Activation functions
Great explanations and illustrations: https://learn.deeplearning.ai/specializations/pytorch-for-deep-learning-professional-certificate/lesson/hllrjryf/activation-functions

- Refer to screenshots for ReLU

- Standard activation functions: ReLU, Sigmoid, TanH



Lesson verbiage:
In the last lab, your simple linear model performed well on bike-only data, but it struggled when cars were added. The reason was simple: your model could only learn straight lines, but the new data followed a curve. As you saw in the lectures, simply adding more linear neurons is not the solution. The model's output would still be a straight line.

This is where non-linear activation functions come in.
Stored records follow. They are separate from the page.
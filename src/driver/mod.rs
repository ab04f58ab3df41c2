//! Page driver abstraction
//!
//! Everything the scraper needs from a browser goes through [`PageDriver`]:
//! - navigate to a URL
//! - find visible elements matching a [`Locator`]
//! - click one of them
//! - read the rendered text of the page
//! - capture a screenshot
//!
//! Bounded waiting is built on top of these with [`poll_until`].

pub mod wait;

pub use wait::{WaitPolicy, poll_until};

use crate::error::Result;
use serde::{Deserialize, Serialize};
use std::fmt;

/// Describes which elements to look for on the page.
///
/// All text comparisons are case-insensitive containment checks.
#[derive(Debug, Clone, PartialEq, Eq, Serialize, Deserialize)]
#[serde(tag = "by", rename_all = "snake_case")]
pub enum Locator {
    /// Elements whose own text nodes contain the value
    Text { contains: String },

    /// Elements with an attribute containing the value
    Attribute { name: String, contains: String },

    /// Elements matching a CSS selector, optionally filtered by visible text
    Css {
        selector: String,
        #[serde(default, skip_serializing_if = "Option::is_none")]
        text: Option<String>,
    },

    /// The element with exactly this id
    Id { id: String },
}

impl Locator {
    pub fn text(contains: impl Into<String>) -> Self {
        Self::Text { contains: contains.into() }
    }

    pub fn attribute(name: impl Into<String>, contains: impl Into<String>) -> Self {
        Self::Attribute { name: name.into(), contains: contains.into() }
    }

    pub fn css(selector: impl Into<String>) -> Self {
        Self::Css { selector: selector.into(), text: None }
    }

    pub fn css_with_text(selector: impl Into<String>, text: impl Into<String>) -> Self {
        Self::Css { selector: selector.into(), text: Some(text.into()) }
    }

    pub fn id(id: impl Into<String>) -> Self {
        Self::Id { id: id.into() }
    }
}

impl fmt::Display for Locator {
    fn fmt(&self, f: &mut fmt::Formatter<'_>) -> fmt::Result {
        match self {
            Self::Text { contains } => write!(f, "text containing '{}'", contains),
            Self::Attribute { name, contains } => write!(f, "[{}*='{}']", name, contains),
            Self::Css { selector, text: Some(text) } => write!(f, "{} containing '{}'", selector, text),
            Self::Css { selector, text: None } => write!(f, "{}", selector),
            Self::Id { id } => write!(f, "#{}", id),
        }
    }
}

/// A visible element found by a driver
#[derive(Debug, Clone, PartialEq, Eq, Serialize, Deserialize)]
pub struct FoundElement {
    /// Driver-assigned handle, stable for the lifetime of the page
    pub handle: usize,

    /// Rendered text of the element, trimmed
    #[serde(default)]
    pub text: String,
}

/// Capabilities the scraper requires from a browser page.
pub trait PageDriver {
    /// Load a URL and wait for the document to finish loading
    fn navigate(&self, url: &str) -> Result<()>;

    /// Visible elements matching the locator, in document order
    fn find_visible(&self, locator: &Locator) -> Result<Vec<FoundElement>>;

    /// Scroll an element into view and click it
    fn click(&self, element: &FoundElement) -> Result<()>;

    /// Full rendered text of the page body
    fn rendered_text(&self) -> Result<String>;

    /// PNG screenshot of the current viewport
    fn screenshot(&self) -> Result<Vec<u8>>;

    /// Wait until at least one visible element matches the locator
    fn wait_for_visible(&self, locator: &Locator, policy: &WaitPolicy) -> Result<Vec<FoundElement>> {
        let mut found = Vec::new();
        poll_until(policy, &locator.to_string(), || {
            found = self.find_visible(locator)?;
            Ok(!found.is_empty())
        })?;
        Ok(found)
    }
}

/// Texts of the visible elements, deduplicated, empty ones dropped
pub fn visible_texts(elements: &[FoundElement]) -> Vec<String> {
    let mut texts: Vec<String> = Vec::new();
    for element in elements {
        let text = element.text.trim();
        if !text.is_empty() && !texts.iter().any(|t| t == text) {
            texts.push(text.to_string());
        }
    }
    texts
}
They are the key to unlocking your model's ability to learn the complex, curved patterns found in real-world data. In this lab, you'll use the most popular and powerful activation function, ReLU (Rectified Linear Unit), to build a more sophisticated model. By adding a ReLU activation, your model can create multiple "bends" that can approximate the complex delivery time curve.

In this lab, you will:

Prepare the combined bike and car delivery data, this time applying a technique called normalization to help your model train more effectively.
Build a non-linear neural network using the ReLU activation function.
Train your new model to learn the complex, curved relationship in the data.
Predict delivery times using your new model and see if it can finally succeed where the linear one failed.


In [None]:
# Imports

import torch
import torch.nn as nn   # neural network
import torch.optim as optim # optimization algorithms

import matplotlib.pyplot as plt
import numpy as np

In [None]:
# 1. Data Ingestion 

# more complex data than first notebook for both bike and car deliveries

distances_data = [
    [1.0], [1.5], [2.0], [2.5], [3.0], [3.5], [4.0], [4.5], [5.0], [5.5],
    [6.0], [6.5], [7.0], [7.5], [8.0], [8.5], [9.0], [9.5], [10.0], [10.5],
    [11.0], [11.5], [12.0], [12.5], [13.0], [13.5], [14.0], [14.5], [15.0], [15.5],
    [16.0], [16.5], [17.0], [17.5], [18.0], [18.5], [19.0], [19.5], [20.0]
]

delivery_times_data = [
    [6.96], [9.67], [12.11], [14.56], [16.77], [21.7], [26.52], [32.47], [37.15], [42.35],
    [46.1], [52.98], [57.76], [61.29], [66.15], [67.63], [69.45], [71.57], [72.8], [73.88],
    [76.34], [76.38], [78.34], [80.07], [81.86], [84.45], [83.98], [86.55], [88.33], [86.83],
    [89.24], [88.11], [88.16], [91.77], [92.27], [92.13], [90.73], [90.39], [92.98]
]

# input tensor
distances_tensor = torch.tensor(
    distances_data,
    dtype=torch.float32
)

# output tensor
delivery_times_tensor = torch.tensor(
    delivery_times_data,
    dtype=torch.float32
)


In [None]:
# 2. Data Preparation

# Normalization
"""
Lesson notes:

This is astandard technique that makes the training process more stable and effective by adjusting the scale of the data. This adjustment helps prevent large distance values from dominating the learning process and keeps gradients stable during training.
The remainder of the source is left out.